» **WHAT NEEDS TO BE DONE**
What appears from the first line of the records below through the line containing "#[tokio::main]" must be reproduced verbatim.

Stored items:
↓↓↓
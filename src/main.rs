use anyhow::Context;
use std::io::{BufRead, IsTerminal, Write};
use std::path::Path;
use std::process::ExitCode;
use std::time::Duration;
use tokio_util::sync::CancellationToken;
use tracing_subscriber::EnvFilter;

use dl_tdvms::{
    archive::{self, ArchiveVerdict},
    catalog::{CachedInventory, InventorySource},
    cli::{Cli, Commands},
    config::Config,
    coverage,
    error::{ConfigError, DlTdvmsError, StateError},
    fetch::ArchiveFetcher,
    gate::{BackoffPolicy, CooldownGate, InteractiveGate, RateGate},
    inbox::{strategy_for, ImapCredentials, ImapMailbox, InboxWatcher},
    orchestrator::{self, Orchestrator, Plan, RunSummary},
    portal::PortalClient,
    progress,
    state::{BatchStatus, ConfigIdentity, DriftReport, StateStore},
};

#[tokio::main]
async fn main() -> ExitCode {
    let cli = Cli::parse_and_validate();

    // Initialize logging
    if let Err(e) = init_logging(&cli) {
        eprintln!("Failed to set up logging: {}", e);
        return ExitCode::from(2);
    }

    match handle_command(&cli).await {
        Ok(code) => code,
        Err(e) => {
            match e.downcast_ref::<DlTdvmsError>() {
                Some(DlTdvmsError::State(StateError::Drift(_))) => {
                    eprintln!("❌ {}", e);
                    eprintln!("Re-run with --accept-drift to start this config over.");
                }
                Some(DlTdvmsError::State(StateError::Locked { lock, .. })) => {
                    eprintln!("❌ {}", e);
                    eprintln!(
                        "If no other dl-tdvms is running, remove {} and try again.",
                        lock.display()
                    );
                }
                _ => eprintln!("❌ {:#}", e),
            }
            ExitCode::from(2)
        }
    }
}

/// Initialize logging based on CLI arguments
fn init_logging(cli: &Cli) -> std::io::Result<()> {
    let filter = EnvFilter::try_new(cli.get_log_level()).unwrap_or_else(|_| EnvFilter::new("info"));

    let subscriber = tracing_subscriber::fmt()
        .with_env_filter(filter)
        .with_target(false);

    if let Some(log_file) = &cli.log_file {
        let file = std::fs::OpenOptions::new()
            .create(true)
            .append(true)
            .open(log_file)?;
        subscriber.with_ansi(false).with_writer(file).init();
    } else if cli.quiet {
        subscriber.without_time().with_writer(std::io::stderr).init();
    } else {
        subscriber.with_writer(std::io::stderr).init();
    }

    Ok(())
}

/// Load settings with CLI overrides applied
fn load_settings(cli: &Cli) -> anyhow::Result<Config> {
    let mut config = Config::load(cli.settings.as_deref())?;
    config.apply_overrides(cli.get_config_overrides());
    config.validate()?;
    config.ensure_dirs()?;
    Ok(config)
}

async fn handle_command(cli: &Cli) -> anyhow::Result<ExitCode> {
    match &cli.command {
        Commands::Download {
            config: request_path,
            email,
            use_imap_email,
            refresh_stations,
            accept_drift,
            no_wait,
            ..
        } => {
            let settings = load_settings(cli)?;
            let portal = PortalClient::new(settings.portal.clone())?;
            let inventory =
                CachedInventory::new(portal.clone(), &settings.storage.cache_dir, *refresh_stations);
            let plan = Plan::prepare(request_path, &inventory).await?;
            println!(
                "📋 {}: {} stations in {} batches",
                plan.identity.id,
                plan.stations.len(),
                plan.batches.len()
            );

            let store = StateStore::new(&settings.storage.state_dir);
            let mut state = orchestrator::open_state(&store, &plan, |report| {
                *accept_drift || confirm_drift(report)
            })?;

            let cancel = CancellationToken::new();
            let trigger = cancel.clone();
            tokio::spawn(async move {
                if tokio::signal::ctrl_c().await.is_ok() {
                    eprintln!("\nInterrupted, finishing the current step (press ctrl-c again to quit now)...");
                    trigger.cancel();
                }
                if tokio::signal::ctrl_c().await.is_ok() {
                    std::process::exit(130);
                }
            });

            let gate: Box<dyn RateGate> = if settings.submission.interactive {
                Box::new(InteractiveGate::new())
            } else {
                Box::new(CooldownGate::new(Duration::from_secs(settings.submission.cooldown)))
            };
            let fetcher = ArchiveFetcher::new(&settings.portal, &settings.storage.download_dir)?
                .quiet(cli.quiet);
            if use_imap_email.is_some() {
                println!("📁 Archives are saved to {}", fetcher.dir().display());
            }

            let mut runner = Orchestrator::new(
                Box::new(portal),
                gate,
                fetcher,
                BackoffPolicy::from(&settings.submission.retry),
                email.clone(),
                cancel,
            )
            .wait_for_outstanding(!*no_wait);

            if let Some(creds_path) = use_imap_email {
                let creds = ImapCredentials::load(creds_path)?;
                tracing::debug!(?creds, "Using IMAP account");
                let watcher = InboxWatcher::new(Box::new(ImapMailbox::new(creds)), &settings.inbox)?;
                runner = runner.with_inbox(watcher, strategy_for(settings.inbox.strategy));
            } else {
                println!(
                    "Download links will be e-mailed to {}. Run check-zipfiles once the archives are downloaded.",
                    email
                );
            }

            let summary = runner.run(&plan, &mut state).await?;
            print_run_summary(&summary);
            Ok(ExitCode::from(summary.exit_status()))
        }

        Commands::CheckZipfiles {
            archive_dir,
            config: request_path,
            print_missing_stations,
            write_missing_batches,
        } => {
            let zips = archive::zip_files(archive_dir)?;
            let bar = progress::check_bar(zips.len() as u64, cli.quiet);
            let results = archive::check_all(zips, |path| {
                if let Some(name) = path.file_name() {
                    bar.set_message(name.to_string_lossy().into_owned());
                }
                bar.inc(1);
            })?;
            bar.finish_and_clear();

            let mut corrupt = 0;
            for (path, verdict) in &results {
                match verdict {
                    ArchiveVerdict::Ok { .. } => println!("✓ {} {}", path.display(), verdict),
                    ArchiveVerdict::Corrupt { .. } => {
                        corrupt += 1;
                        println!("✗ {} {}", path.display(), verdict)
                    }
                }
            }
            println!(
                "{} archives checked, {} corrupt",
                results.len(),
                corrupt
            );

            if let Some(request_path) = request_path {
                let settings = load_settings(cli)?;
                let portal = PortalClient::new(settings.portal.clone())?;
                let inventory = CachedInventory::new(portal, &settings.storage.cache_dir, false);
                report_coverage(
                    request_path,
                    &inventory,
                    &results,
                    *print_missing_stations,
                    *write_missing_batches,
                )
                .await?;
            }

            Ok(ExitCode::from(archive::exit_status(&results)))
        }

        Commands::Status { config: request_path } => {
            let settings = load_settings(cli)?;
            let identity = ConfigIdentity::from_file(request_path)?;
            let store = StateStore::new(&settings.storage.state_dir);
            let Some(progress) = store.load(&identity.id)? else {
                println!("No progress recorded for {} yet.", request_path.display());
                return Ok(ExitCode::SUCCESS);
            };

            println!("Progress for {} ({})", request_path.display(), store.path_for(&identity.id).display());
            if progress.config_hash != identity.file_hash {
                println!("⚠ The config file changed since this progress was recorded.");
            }
            println!("{}", "─".repeat(60));
            for record in &progress.batches {
                print!(
                    "  [{:3}] {:<9} {:<10} {:3} stations  {}",
                    record.index,
                    record.data_format.as_str(),
                    record.status.as_str(),
                    record.stations,
                    record.updated_at.format("%Y-%m-%d %H:%M:%S")
                );
                if let Some(error) = record.last_error.as_deref().filter(|_| record.status != BatchStatus::Verified) {
                    print!("  ({})", error);
                }
                println!();
            }
            println!("{}", "─".repeat(60));
            for status in [
                BatchStatus::Pending,
                BatchStatus::Submitted,
                BatchStatus::Fulfilled,
                BatchStatus::Verified,
                BatchStatus::Failed,
            ] {
                println!("  {:<10} {}", status.as_str(), progress.count(status));
            }
            Ok(ExitCode::SUCCESS)
        }

        Commands::Retry {
            config: request_path,
            indices,
        } => {
            let settings = load_settings(cli)?;
            let identity = ConfigIdentity::from_file(request_path)?;
            let store = StateStore::new(&settings.storage.state_dir);
            let Some(mut state) = store.open_existing(&identity.id)? else {
                println!("No progress recorded for {} yet.", request_path.display());
                return Ok(ExitCode::SUCCESS);
            };

            let targets = if indices.is_empty() {
                state.progress().indices_with(BatchStatus::Failed)
            } else {
                indices.clone()
            };
            for index in &targets {
                state.reset(*index)?;
            }
            println!("↺ {} batch(es) will be requested again on the next download", targets.len());
            Ok(ExitCode::SUCCESS)
        }

        Commands::Settings => {
            let config_path = match &cli.settings {
                Some(path) => path.clone(),
                None => Config::config_path()?,
            };

            println!("Settings file location:");
            println!("  {}", config_path.display());
            println!();

            let config = Config::load(cli.settings.as_deref())?;
            println!("Current settings:");
            println!("{}", "─".repeat(60));
            let toml = toml::to_string_pretty(&config).map_err(|e| {
                ConfigError::ParseError(format!("Failed to serialize config: {}", e))
            })?;
            println!("{}", toml);
            println!("{}", "─".repeat(60));
            Ok(ExitCode::SUCCESS)
        }
    }
}

/// Ask the operator whether to discard progress recorded for another plan
fn confirm_drift(report: &DriftReport) -> bool {
    eprintln!("⚠ {}", report);
    if !std::io::stdin().is_terminal() {
        return false;
    }
    eprint!("Discard the saved progress and start over? [y/N] ");
    let _ = std::io::stderr().flush();
    let mut answer = String::new();
    if std::io::stdin().lock().read_line(&mut answer).is_err() {
        return false;
    }
    matches!(answer.trim().to_ascii_lowercase().as_str(), "y" | "yes")
}

async fn report_coverage(
    request_path: &Path,
    inventory: &dyn InventorySource,
    results: &[(std::path::PathBuf, ArchiveVerdict)],
    print_missing_stations: bool,
    write_missing_batches: bool,
) -> anyhow::Result<()> {
    let plan = Plan::prepare(request_path, inventory).await?;

    let mut archives = Vec::new();
    for (path, verdict) in results {
        if verdict.is_ok() {
            let names = archive::member_names(path)
                .with_context(|| format!("reading {}", path.display()))?;
            archives.push((path.clone(), names));
        }
    }

    let report = coverage::check(&plan.batches, &archives, plan.request.start, plan.request.end);
    println!();
    for batch in &report.batches {
        match &batch.archive {
            Some(path) => {
                println!("batch {:3} -> {}", batch.index, path.display());
                if print_missing_stations && !batch.missing.is_empty() {
                    println!("  Missing data:");
                    for name in &batch.missing {
                        println!("    {}", name);
                    }
                }
            }
            None => println!("batch {:3} -> zip file couldn't be found", batch.index),
        }
    }
    for index in &report.unchecked {
        println!("batch {:3} -> inventory batch, not checked", index);
    }
    if !report.odd.is_empty() {
        println!("Odd zip files:");
        for path in &report.odd {
            println!("  {}", path.display());
        }
    }

    let missing = report.missing_batches();
    println!("Missing data for {} batches.", missing.len());
    if write_missing_batches && !missing.is_empty() {
        let stem = request_path
            .file_stem()
            .and_then(|s| s.to_str())
            .unwrap_or("request");
        let written = coverage::write_missing_configs(
            &report,
            &plan.batches,
            &plan.request,
            stem,
            Path::new("."),
        )?;
        for path in written {
            println!("Wrote request config for missing data: {}", path.display());
        }
    }
    Ok(())
}

fn print_run_summary(summary: &RunSummary) {
    println!();
    println!(
        "{}",
        progress::format_run_summary(
            summary.verified,
            summary.total,
            summary.bytes_downloaded,
            summary.issues.len()
        )
    );
    if summary.reused > 0 {
        println!("  └─ {} archive(s) were already downloaded", summary.reused);
    }
    if summary.submitted_now > 0 {
        println!("  └─ {} request(s) sent this run", summary.submitted_now);
    }
    if !summary.outstanding.is_empty() {
        println!(
            "  └─ waiting for notifications: {}",
            summary
                .outstanding
                .iter()
                .map(usize::to_string)
                .collect::<Vec<_>>()
                .join(", ")
        );
    }
    for issue in &summary.issues {
        println!("  ✗ batch {} ({}): {}", issue.index, issue.status, issue.cause);
    }
    if summary.interrupted {
        println!("Interrupted. Run the same command again to resume.");
    }
}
↑↑↑
» **YOUR SOLUTION**
filename src/main.rs
use anyhow::Context;
use std::io::{BufRead, IsTerminal, Write};
use std::path::Path;
use std::process::ExitCode;
use std::time::Duration;
use tokio_util::sync::CancellationToken;
use tracing_subscriber::EnvFilter;

use dl_tdvms::{
    archive::{self, ArchiveVerdict},
    catalog::{CachedInventory, InventorySource},
    cli::{Cli, Commands},
    config::Config,
    coverage,
    error::{ConfigError, DlTdvmsError, StateError},
    fetch::ArchiveFetcher,
    gate::{BackoffPolicy, CooldownGate, InteractiveGate, RateGate},
    inbox::{strategy_for, ImapCredentials, ImapMailbox, InboxWatcher},
    orchestrator::{self, Orchestrator, Plan, RunSummary},
    portal::PortalClient,
    progress,
    state::{BatchStatus, ConfigIdentity, DriftReport, StateStore},
};

#[tokio::main]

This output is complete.